第582章 风起 (第2/2页)
秦牧看着她:“所以你自己不吃?”
她低下头:“不吃。”
秦牧沉默了片刻。他像是要把这句话放在心里过一遍,确认它的重量,然后他开口:“那你觉得,你比他好到哪里去?”
那女人没有说话。她低着头,目光落在自己膝前那片青砖地面上,落在那柄还搁在案板上的短刀上。她像是想说点什么,可那些话在喉咙里转了一圈,又被她自己咽了回去。
秦牧转过身,走到门口。他没有回头,只是声音从暮色中传过来,不高不低:“你替谁准备食材,那是你的事。可你吃了多少,你清楚。”他顿了顿,“我不杀你。可我要你记住,你今晚说出那句‘食材’的时候,桌上那柄刀离你的喉咙比它离墙角那些人的距离要近得多。”
他的背影消失在暮色中。
厨房里安静了下来。那女人还跪在地上,风声从门缝中漏进来,吹动着墙角干枯的草叶,发出细碎的声响。她低下头,看着自己空荡荡的双手,那双手还在微微发抖,像是刚刚被人从某个很冷的地方捞起来,还没有完全回温。她缓缓撑起身体,靠墙坐着,忽然听见什么声音在寂静中格外清晰——那是那柄短刀被放在案板上时留下的声响,至今还未被收回。
她闭上了眼,很久没有睁开。风还在吹,将那扇半掩的门吹得轻轻晃动了一下,又停住了。厨房里只剩下她一个人的呼吸声,急促而颤抖。
秦牧走出城北那座灰墙宅邸时,暮色已经浓了几分。他没有回头,也没有加快脚步,只是沿着来路穿过那条灰扑扑的巷子,走回主街的方向。巷口的风比方才更紧了,卷起地上的碎沙,打在他衣袍的下摆上,发出细碎的沙沙声。
他走进客栈大门时,大堂里的油灯已经点上了。掌柜正靠在柜台后面打盹,听见脚步声抬了一下眼皮,又低了下去,像是什么也没看见一样。姜昭月正坐在靠里的桌边,面前放着一杯已经不再冒热气的茶,她看见秦牧走进来,目光在他身上停了一下,然后问了一句:“处理完了?”
秦牧在她对面坐下,自己给自己倒了一杯茶,喝了一口才说:“处理了一部分。”他说得很轻,像是还有另一部分正在来的路上。
赵阿兰站在楼梯口的阴影中,她已经洗过脸了,换了一身干净的衣裳,可她的目光依然带着一种正在确认自己是否安全的小心翼翼。她听见秦牧说“处理完了”的时候,她的肩膀明显松了一下,像是一个一直绷着的人终于允许自己的呼吸放慢一些了。
林小鹿从二楼探出头来,手里还攥着那柄短刀。她看见秦牧坐在大堂里,便跑下来,靴子踩在楼梯上发出急促的声响,在她落地的那一刻,脚步忽然慢了下来——她看见秦牧的脸色。

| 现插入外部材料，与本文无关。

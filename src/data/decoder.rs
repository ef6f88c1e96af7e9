use std::collections::HashMap;
use std::fmt;
use std::path::Path;
use std::rc::Rc;

use crate::error::{MaskError, Result};

use super::model::{
    BoundingBox, CategoryAssignment, MaskGeometry, Region, SoundSpeed, Survey, Units,
};
use super::store::{Array, EnumTable, Store};

/// Group holding the interpretation datasets.
pub const INTERPRETATION_GROUP: &str = "Interpretation/v1";

// ---------------------------------------------------------------------------
// Region type names – inverted enumeration table
// ---------------------------------------------------------------------------

/// Code → label lookup built by inverting a field's enumeration table.
#[derive(Debug, Clone, PartialEq)]
pub struct TypeNames(HashMap<i64, String>);

impl TypeNames {
    /// Invert a label → code table. When two labels share a code the one
    /// sorting last wins.
    pub fn invert(table: &EnumTable) -> Self {
        TypeNames(
            table
                .0
                .iter()
                .map(|(label, &code)| (code, label.clone()))
                .collect(),
        )
    }

    pub fn resolve(&self, code: i64) -> Result<&str> {
        self.0
            .get(&code)
            .map(String::as_str)
            .ok_or_else(|| MaskError::Decode(format!("region type code {code} has no label")))
    }

    /// Resolve every code, preserving order.
    pub fn resolve_all(&self, codes: &[i64]) -> Result<Vec<String>> {
        codes
            .iter()
            .map(|&c| self.resolve(c).map(str::to_string))
            .collect()
    }
}

/// Inverted tables, keyed by the enumeration definition they came from.
/// Each distinct table is inverted once.
#[derive(Debug, Default)]
pub struct TypeNameCache {
    tables: HashMap<EnumTable, Rc<TypeNames>>,
}

impl TypeNameCache {
    pub fn get(&mut self, table: EnumTable) -> Rc<TypeNames> {
        self.tables
            .entry(table)
            .or_insert_with_key(|t| Rc::new(TypeNames::invert(t)))
            .clone()
    }

    /// Number of distinct tables inverted so far.
    pub fn len(&self) -> usize {
        self.tables.len()
    }

    pub fn is_empty(&self) -> bool {
        self.tables.is_empty()
    }
}

// ---------------------------------------------------------------------------
// Category diagnostics
// ---------------------------------------------------------------------------

/// One row of the flat `region_category_*` arrays.
#[derive(Debug, Clone, PartialEq)]
pub struct CategoryRow {
    pub region_id: i64,
    pub name: String,
    pub proportion: f64,
}

impl fmt::Display for CategoryRow {
    fn fmt(&self, f: &mut fmt::Formatter<'_>) -> fmt::Result {
        write!(
            f,
            "Region {} has category \"{}\" with proportion {}",
            self.region_id, self.name, self.proportion
        )
    }
}

// ---------------------------------------------------------------------------
// RegionDecoder
// ---------------------------------------------------------------------------

/// Reads the interpretation group of a store into a [`Survey`].
#[derive(Debug)]
pub struct RegionDecoder {
    group: String,
    type_names: TypeNameCache,
}

impl Default for RegionDecoder {
    fn default() -> Self {
        Self::with_group(INTERPRETATION_GROUP)
    }
}

impl RegionDecoder {
    pub fn new() -> Self {
        Self::default()
    }

    pub fn with_group(group: &str) -> Self {
        RegionDecoder {
            group: group.trim_end_matches('/').to_string(),
            type_names: TypeNameCache::default(),
        }
    }

    /// Inverted enumeration tables seen so far.
    pub fn type_name_cache(&self) -> &TypeNameCache {
        &self.type_names
    }

    fn path(&self, name: &str) -> String {
        format!("{}/{name}", self.group)
    }

    /// Read a dataset and convert it, reporting conversion failures as
    /// decode errors naming the field.
    fn field<T>(
        &self,
        store: &dyn Store,
        name: &str,
        convert: impl FnOnce(&Array) -> Result<T>,
    ) -> Result<T> {
        let array = store.array(&self.path(name))?;
        convert(&array).map_err(|e| MaskError::Decode(format!("{name}: {e}")))
    }

    fn attr(&self, store: &dyn Store, name: &str, attr: &str) -> Result<String> {
        store.attr(&self.path(name), attr)
    }

    /// Decode every region of the group.
    ///
    /// Prints one diagnostic line per category assignment to stdout as a
    /// side effect, before any mask data is inspected downstream.
    pub fn decode(&mut self, store: &dyn Store, source: &Path) -> Result<Survey> {
        let ids = self.field(store, "region_id", Array::to_i64_vec)?;
        let names = self.field(store, "region_name", Array::to_string_vec)?;
        let codes = self.field(store, "region_type", Array::to_i64_vec)?;

        let table = store.enum_table(&self.path("region_type"))?;
        let type_names = self.type_names.get(table).resolve_all(&codes)?;

        let min_depth = self.field(store, "min_depth", Array::to_f64_vec)?;
        let max_depth = self.field(store, "max_depth", Array::to_f64_vec)?;
        let start_time = self.field(store, "start_time", Array::to_f64_vec)?;
        let end_time = self.field(store, "end_time", Array::to_f64_vec)?;

        let times = self.field(store, "mask_times", decode_time_rows)?;
        let depths = self.field(store, "mask_depths", decode_depth_rows)?;

        let n = ids.len();
        for (field, len) in [
            ("region_name", names.len()),
            ("region_type", codes.len()),
            ("min_depth", min_depth.len()),
            ("max_depth", max_depth.len()),
            ("start_time", start_time.len()),
            ("end_time", end_time.len()),
            ("mask_times", times.len()),
            ("mask_depths", depths.len()),
        ] {
            if len != n {
                return Err(MaskError::Decode(format!(
                    "{field} has {len} entries but there are {n} regions"
                )));
            }
        }

        let rows = self.category_rows(store)?;
        for row in &rows {
            println!("{row}");
        }

        let mut regions: Vec<Region> = ids
            .iter()
            .zip(names)
            .zip(codes.iter().zip(type_names))
            .zip(times.into_iter().zip(depths))
            .enumerate()
            .map(|(i, (((&id, name), (&type_code, type_name)), (times, depths)))| Region {
                id,
                name,
                type_code,
                type_name,
                categories: Vec::new(),
                bounding_box: BoundingBox {
                    min_depth: min_depth[i],
                    max_depth: max_depth[i],
                    start_time: start_time[i],
                    end_time: end_time[i],
                },
                mask: MaskGeometry { times, depths },
            })
            .collect();

        for row in rows {
            match regions.iter_mut().find(|r| r.id == row.region_id) {
                Some(region) => region.categories.push(CategoryAssignment {
                    category_name: row.name,
                    proportion: row.proportion,
                }),
                None => log::warn!(
                    "category \"{}\" refers to unknown region {}",
                    row.name,
                    row.region_id
                ),
            }
        }

        let units = Units {
            depth: self.attr(store, "mask_depths", "units")?,
            time: self.attr(store, "mask_times", "units")?,
            calendar: self.attr(store, "mask_times", "calendar")?,
        };
        let sound_speed = SoundSpeed {
            value: self.field(store, "sound_speed", Array::to_scalar)?,
            units: self.attr(store, "sound_speed", "units")?,
        };

        log::info!(
            "Decoded {} regions ({} mask pings) from {}",
            regions.len(),
            regions.iter().map(|r| r.mask.len()).sum::<usize>(),
            source.display()
        );

        Ok(Survey {
            source: source.to_path_buf(),
            regions,
            units,
            sound_speed,
        })
    }

    fn category_rows(&self, store: &dyn Store) -> Result<Vec<CategoryRow>> {
        let ids = self.field(store, "region_category_ids", Array::to_i64_vec)?;
        let names = self.field(store, "region_category_names", Array::to_string_vec)?;
        let props = self.field(store, "region_category_proportions", Array::to_f64_vec)?;

        if ids.len() != names.len() || ids.len() != props.len() {
            return Err(MaskError::Decode(format!(
                "category arrays disagree: {} ids, {} names, {} proportions",
                ids.len(),
                names.len(),
                props.len()
            )));
        }

        Ok(ids
            .into_iter()
            .zip(names)
            .zip(props)
            .map(|((region_id, name), proportion)| CategoryRow {
                region_id,
                name,
                proportion,
            })
            .collect())
    }
}

// -- Ragged mask helpers --

fn decode_time_rows(array: &Array) -> Result<Vec<Vec<f64>>> {
    array
        .rows()?
        .iter()
        .enumerate()
        .map(|(i, row)| {
            row.to_f64_vec()
                .map_err(|e| MaskError::Decode(format!("region {i}: {e}")))
        })
        .collect()
}

fn decode_depth_rows(array: &Array) -> Result<Vec<Vec<Vec<f64>>>> {
    array
        .rows()?
        .iter()
        .enumerate()
        .map(|(i, region)| -> Result<Vec<Vec<f64>>> {
            region
                .rows()?
                .iter()
                .enumerate()
                .map(|(p, ping)| {
                    ping.to_f64_vec()
                        .map_err(|e| MaskError::Decode(format!("region {i}, ping {p}: {e}")))
                })
                .collect()
        })
        .collect()
}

那张脸上没有她熟悉的笑意,没有那种漫不经心的松弛。他坐在那里,端着那杯茶,神色平静得过分,像一潭表面已经结了冰的水。她把那柄短刀轻轻放在桌角,声音也放轻了一些:“赵大哥……你还好吧?”
秦牧端着茶杯的动作顿了一下,然后他放下茶杯:“还行。”
他站起身,将衣袍上沾染的尘土轻轻拍了几下:“我去洗把脸。”他转身走向后院的井台。
林小鹿站在原处,看着他的背影消失在通往后院的短廊尽头。她低头看了一眼自己放在桌角的那柄短刀,刀鞘上还残留着白日赶路时沾上的灰尘。她没有把它收回去。月光从廊檐的缝隙中漏下来,铺在井台的青砖上,像一层被摊开了的旧纱。秦牧在井边站了一会儿,弯腰提起一桶水,将凉水浇在脸上,水珠沿着他下颌的线条往下淌,滴落在青砖上,洇开一小片深色痕迹。水很凉,那股凉意从皮肤渗进去,像一条线将他拉回地面。
他站在那里,像是让那股凉意在他和那个厨房之间又隔开了一层距离,像终于把一扇刚刚关上的门又推了一道缝,让月光照进来一寸。
他的目光落在那片深色的水迹上,看了许久,然后直起身,抬手将脸上的水珠随手抹去,声音不高不低,像是在对自己说:“放心。那些人都已经安顿好了。”